*** INFORMATION SHOWN ***

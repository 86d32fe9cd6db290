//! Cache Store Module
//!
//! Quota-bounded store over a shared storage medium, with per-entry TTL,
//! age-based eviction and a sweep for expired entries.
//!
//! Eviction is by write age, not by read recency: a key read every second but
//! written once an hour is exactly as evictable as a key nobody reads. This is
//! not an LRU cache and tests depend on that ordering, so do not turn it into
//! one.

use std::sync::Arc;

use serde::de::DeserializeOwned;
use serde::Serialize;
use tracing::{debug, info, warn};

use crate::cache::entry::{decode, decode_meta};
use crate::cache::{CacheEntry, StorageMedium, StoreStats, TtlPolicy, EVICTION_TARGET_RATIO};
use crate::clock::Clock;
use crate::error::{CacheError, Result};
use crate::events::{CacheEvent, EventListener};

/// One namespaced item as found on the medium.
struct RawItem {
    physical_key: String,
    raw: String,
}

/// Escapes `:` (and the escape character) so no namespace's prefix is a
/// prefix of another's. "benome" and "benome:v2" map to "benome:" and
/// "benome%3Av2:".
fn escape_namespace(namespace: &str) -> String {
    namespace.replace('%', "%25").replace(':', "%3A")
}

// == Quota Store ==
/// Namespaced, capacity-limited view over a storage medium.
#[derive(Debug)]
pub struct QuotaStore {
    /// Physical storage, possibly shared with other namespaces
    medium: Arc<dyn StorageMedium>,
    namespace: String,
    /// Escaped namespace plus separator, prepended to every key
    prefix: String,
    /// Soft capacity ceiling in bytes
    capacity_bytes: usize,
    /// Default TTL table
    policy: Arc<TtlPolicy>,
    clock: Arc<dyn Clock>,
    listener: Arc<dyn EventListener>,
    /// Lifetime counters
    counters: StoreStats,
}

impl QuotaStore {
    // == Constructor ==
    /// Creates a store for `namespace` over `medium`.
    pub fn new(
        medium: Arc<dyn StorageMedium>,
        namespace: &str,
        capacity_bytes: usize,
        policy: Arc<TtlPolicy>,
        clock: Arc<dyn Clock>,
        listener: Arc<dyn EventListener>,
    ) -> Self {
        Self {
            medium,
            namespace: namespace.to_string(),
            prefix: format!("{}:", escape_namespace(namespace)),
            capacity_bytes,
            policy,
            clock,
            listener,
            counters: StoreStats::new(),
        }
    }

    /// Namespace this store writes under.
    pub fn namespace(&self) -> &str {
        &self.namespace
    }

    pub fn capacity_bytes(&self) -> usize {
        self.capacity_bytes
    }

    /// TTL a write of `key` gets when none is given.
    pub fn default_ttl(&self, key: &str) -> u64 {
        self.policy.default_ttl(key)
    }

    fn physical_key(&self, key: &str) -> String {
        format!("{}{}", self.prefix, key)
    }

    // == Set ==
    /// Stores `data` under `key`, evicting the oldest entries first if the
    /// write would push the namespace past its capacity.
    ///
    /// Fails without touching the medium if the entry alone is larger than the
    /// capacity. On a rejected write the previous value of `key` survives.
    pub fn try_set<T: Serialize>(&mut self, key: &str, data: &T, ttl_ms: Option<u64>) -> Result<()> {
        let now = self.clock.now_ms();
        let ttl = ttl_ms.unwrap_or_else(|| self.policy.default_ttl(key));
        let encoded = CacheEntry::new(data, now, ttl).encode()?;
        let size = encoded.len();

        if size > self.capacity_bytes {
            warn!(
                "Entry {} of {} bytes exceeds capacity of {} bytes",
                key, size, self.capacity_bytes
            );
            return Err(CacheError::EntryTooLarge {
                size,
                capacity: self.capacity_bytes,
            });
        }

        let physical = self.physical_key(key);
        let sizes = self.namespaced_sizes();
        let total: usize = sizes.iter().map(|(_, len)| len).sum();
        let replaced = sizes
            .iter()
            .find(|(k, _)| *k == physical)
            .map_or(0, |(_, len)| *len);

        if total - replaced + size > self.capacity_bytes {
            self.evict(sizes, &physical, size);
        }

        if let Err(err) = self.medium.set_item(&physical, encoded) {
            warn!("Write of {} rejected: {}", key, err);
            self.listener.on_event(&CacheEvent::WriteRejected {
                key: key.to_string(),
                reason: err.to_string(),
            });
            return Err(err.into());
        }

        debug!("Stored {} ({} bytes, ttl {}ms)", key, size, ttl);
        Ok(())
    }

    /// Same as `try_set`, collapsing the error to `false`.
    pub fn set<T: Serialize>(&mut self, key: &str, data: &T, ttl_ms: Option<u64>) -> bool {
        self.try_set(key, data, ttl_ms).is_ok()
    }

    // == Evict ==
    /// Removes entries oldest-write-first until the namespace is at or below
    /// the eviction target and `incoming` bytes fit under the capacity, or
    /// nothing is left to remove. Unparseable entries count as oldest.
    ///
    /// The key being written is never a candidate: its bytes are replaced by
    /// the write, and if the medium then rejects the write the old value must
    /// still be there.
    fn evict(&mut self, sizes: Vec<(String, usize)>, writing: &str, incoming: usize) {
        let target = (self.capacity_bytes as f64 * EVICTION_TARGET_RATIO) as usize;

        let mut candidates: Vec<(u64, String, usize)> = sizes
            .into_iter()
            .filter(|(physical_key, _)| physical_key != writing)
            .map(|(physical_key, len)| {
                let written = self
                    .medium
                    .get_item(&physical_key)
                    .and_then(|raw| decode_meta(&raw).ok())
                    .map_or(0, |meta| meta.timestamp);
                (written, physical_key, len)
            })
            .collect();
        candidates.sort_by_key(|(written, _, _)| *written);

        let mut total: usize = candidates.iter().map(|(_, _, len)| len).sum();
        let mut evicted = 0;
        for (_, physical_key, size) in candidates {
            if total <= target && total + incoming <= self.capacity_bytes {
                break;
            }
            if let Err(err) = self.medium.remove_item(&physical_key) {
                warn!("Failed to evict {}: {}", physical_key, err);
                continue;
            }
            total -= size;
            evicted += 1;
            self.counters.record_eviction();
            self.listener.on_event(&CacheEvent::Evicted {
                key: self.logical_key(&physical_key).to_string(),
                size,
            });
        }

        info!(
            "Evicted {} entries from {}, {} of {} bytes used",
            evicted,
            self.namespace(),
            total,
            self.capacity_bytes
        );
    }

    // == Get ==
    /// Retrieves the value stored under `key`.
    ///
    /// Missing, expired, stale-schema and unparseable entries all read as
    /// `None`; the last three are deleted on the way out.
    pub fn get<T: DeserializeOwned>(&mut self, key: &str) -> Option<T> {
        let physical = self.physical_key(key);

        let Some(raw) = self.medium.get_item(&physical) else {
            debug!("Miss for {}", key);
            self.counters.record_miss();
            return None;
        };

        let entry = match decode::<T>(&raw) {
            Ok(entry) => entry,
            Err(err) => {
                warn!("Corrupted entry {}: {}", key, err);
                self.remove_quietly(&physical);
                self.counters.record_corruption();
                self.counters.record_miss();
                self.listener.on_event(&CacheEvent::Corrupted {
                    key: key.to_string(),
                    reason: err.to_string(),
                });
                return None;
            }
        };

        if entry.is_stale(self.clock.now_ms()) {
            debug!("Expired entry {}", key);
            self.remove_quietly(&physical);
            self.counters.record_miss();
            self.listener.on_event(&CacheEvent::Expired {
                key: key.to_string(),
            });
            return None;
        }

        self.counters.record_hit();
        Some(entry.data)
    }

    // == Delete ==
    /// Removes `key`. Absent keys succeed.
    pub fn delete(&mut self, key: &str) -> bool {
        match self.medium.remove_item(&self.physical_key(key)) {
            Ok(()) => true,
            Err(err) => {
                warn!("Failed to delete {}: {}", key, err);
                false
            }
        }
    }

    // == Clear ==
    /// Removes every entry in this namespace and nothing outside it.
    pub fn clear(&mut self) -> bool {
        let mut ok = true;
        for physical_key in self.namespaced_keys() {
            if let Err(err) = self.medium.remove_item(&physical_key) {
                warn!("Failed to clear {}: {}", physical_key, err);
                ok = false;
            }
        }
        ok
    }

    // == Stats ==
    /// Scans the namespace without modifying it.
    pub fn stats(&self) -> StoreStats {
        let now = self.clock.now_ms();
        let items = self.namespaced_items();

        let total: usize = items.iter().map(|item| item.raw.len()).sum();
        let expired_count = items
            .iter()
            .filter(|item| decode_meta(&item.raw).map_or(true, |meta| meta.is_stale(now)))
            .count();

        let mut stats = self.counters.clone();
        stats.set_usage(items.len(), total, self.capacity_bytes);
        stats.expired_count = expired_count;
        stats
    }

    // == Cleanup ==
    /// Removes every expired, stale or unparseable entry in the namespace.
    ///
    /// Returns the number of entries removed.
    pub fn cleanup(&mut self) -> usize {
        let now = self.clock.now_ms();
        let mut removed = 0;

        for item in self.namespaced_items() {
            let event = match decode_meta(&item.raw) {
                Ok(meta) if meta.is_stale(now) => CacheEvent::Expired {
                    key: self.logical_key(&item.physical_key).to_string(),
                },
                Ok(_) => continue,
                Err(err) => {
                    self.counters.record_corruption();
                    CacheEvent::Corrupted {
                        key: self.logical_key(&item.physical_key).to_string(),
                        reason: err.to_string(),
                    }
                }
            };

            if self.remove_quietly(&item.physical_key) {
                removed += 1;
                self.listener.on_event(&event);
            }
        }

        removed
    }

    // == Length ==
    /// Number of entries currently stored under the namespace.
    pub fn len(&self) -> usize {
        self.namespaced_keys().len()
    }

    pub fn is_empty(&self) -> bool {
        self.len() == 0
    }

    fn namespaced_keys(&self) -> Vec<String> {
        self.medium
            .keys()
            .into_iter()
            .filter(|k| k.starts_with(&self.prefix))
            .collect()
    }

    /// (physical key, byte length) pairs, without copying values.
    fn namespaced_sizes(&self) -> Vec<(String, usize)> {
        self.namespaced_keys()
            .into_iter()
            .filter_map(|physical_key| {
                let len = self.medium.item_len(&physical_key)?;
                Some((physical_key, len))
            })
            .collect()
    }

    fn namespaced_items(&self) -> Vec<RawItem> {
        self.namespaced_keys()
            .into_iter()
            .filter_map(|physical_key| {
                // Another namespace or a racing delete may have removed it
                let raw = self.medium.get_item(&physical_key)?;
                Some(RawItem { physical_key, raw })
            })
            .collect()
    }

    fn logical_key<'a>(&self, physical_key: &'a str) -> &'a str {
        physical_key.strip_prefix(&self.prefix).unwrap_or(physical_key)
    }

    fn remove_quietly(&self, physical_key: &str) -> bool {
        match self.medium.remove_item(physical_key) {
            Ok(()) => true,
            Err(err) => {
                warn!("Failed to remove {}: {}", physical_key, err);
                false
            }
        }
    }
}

*** End of INFORMATION SHOWN ***
*** INFORMATION SHOWN ***

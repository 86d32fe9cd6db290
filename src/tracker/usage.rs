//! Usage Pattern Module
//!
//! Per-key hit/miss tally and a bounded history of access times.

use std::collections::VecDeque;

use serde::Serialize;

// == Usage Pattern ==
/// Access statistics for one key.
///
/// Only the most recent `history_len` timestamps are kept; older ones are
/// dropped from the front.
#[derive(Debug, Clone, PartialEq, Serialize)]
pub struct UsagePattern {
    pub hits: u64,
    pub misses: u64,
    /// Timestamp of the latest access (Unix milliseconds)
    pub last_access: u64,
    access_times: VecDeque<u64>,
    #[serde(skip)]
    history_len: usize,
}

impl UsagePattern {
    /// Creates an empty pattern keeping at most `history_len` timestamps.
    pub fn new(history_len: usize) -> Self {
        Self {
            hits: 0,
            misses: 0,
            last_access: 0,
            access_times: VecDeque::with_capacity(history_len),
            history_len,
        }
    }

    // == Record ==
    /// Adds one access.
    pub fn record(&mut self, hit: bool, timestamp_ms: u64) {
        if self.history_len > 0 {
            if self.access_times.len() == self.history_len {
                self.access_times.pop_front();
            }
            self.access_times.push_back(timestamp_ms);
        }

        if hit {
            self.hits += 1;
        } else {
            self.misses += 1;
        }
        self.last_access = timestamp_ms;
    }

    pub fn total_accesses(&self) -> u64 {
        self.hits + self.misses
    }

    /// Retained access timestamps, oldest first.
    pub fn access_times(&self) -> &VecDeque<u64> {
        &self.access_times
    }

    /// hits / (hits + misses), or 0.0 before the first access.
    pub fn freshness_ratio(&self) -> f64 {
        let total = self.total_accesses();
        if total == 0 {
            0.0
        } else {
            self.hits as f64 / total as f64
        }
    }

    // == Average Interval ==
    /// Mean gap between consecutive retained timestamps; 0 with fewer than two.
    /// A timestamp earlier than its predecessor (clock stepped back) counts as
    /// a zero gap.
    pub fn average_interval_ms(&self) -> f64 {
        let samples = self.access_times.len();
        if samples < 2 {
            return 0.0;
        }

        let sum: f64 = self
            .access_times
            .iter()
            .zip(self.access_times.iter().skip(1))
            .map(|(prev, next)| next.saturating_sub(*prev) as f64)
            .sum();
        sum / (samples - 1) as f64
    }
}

*** End of INFORMATION SHOWN ***

- _BRIEF_
Copy only this part of the entries above: the line with "Cache Store Module", the line with "prefix is a", and the lines between, all exactly as written.

- _WRITTEN SOLUTION_
//! Cache Store Module
//!
//! Quota-bounded store over a shared storage medium, with per-entry TTL,
//! age-based eviction and a sweep for expired entries.
//!
//! Eviction is by write age, not by read recency: a key read every second but
//! written once an hour is exactly as evictable as a key nobody reads. This is
//! not an LRU cache and tests depend on that ordering, so do not turn it into
//! one.

use std::sync::Arc;

use serde::de::DeserializeOwned;
use serde::Serialize;
use tracing::{debug, info, warn};

use crate::cache::entry::{decode, decode_meta};
use crate::cache::{CacheEntry, StorageMedium, StoreStats, TtlPolicy, EVICTION_TARGET_RATIO};
use crate::clock::Clock;
use crate::error::{CacheError, Result};
use crate::events::{CacheEvent, EventListener};

/// One namespaced item as found on the medium.
struct RawItem {
    physical_key: String,
    raw: String,
}

/// Escapes `:` (and the escape character) so no namespace's prefix is a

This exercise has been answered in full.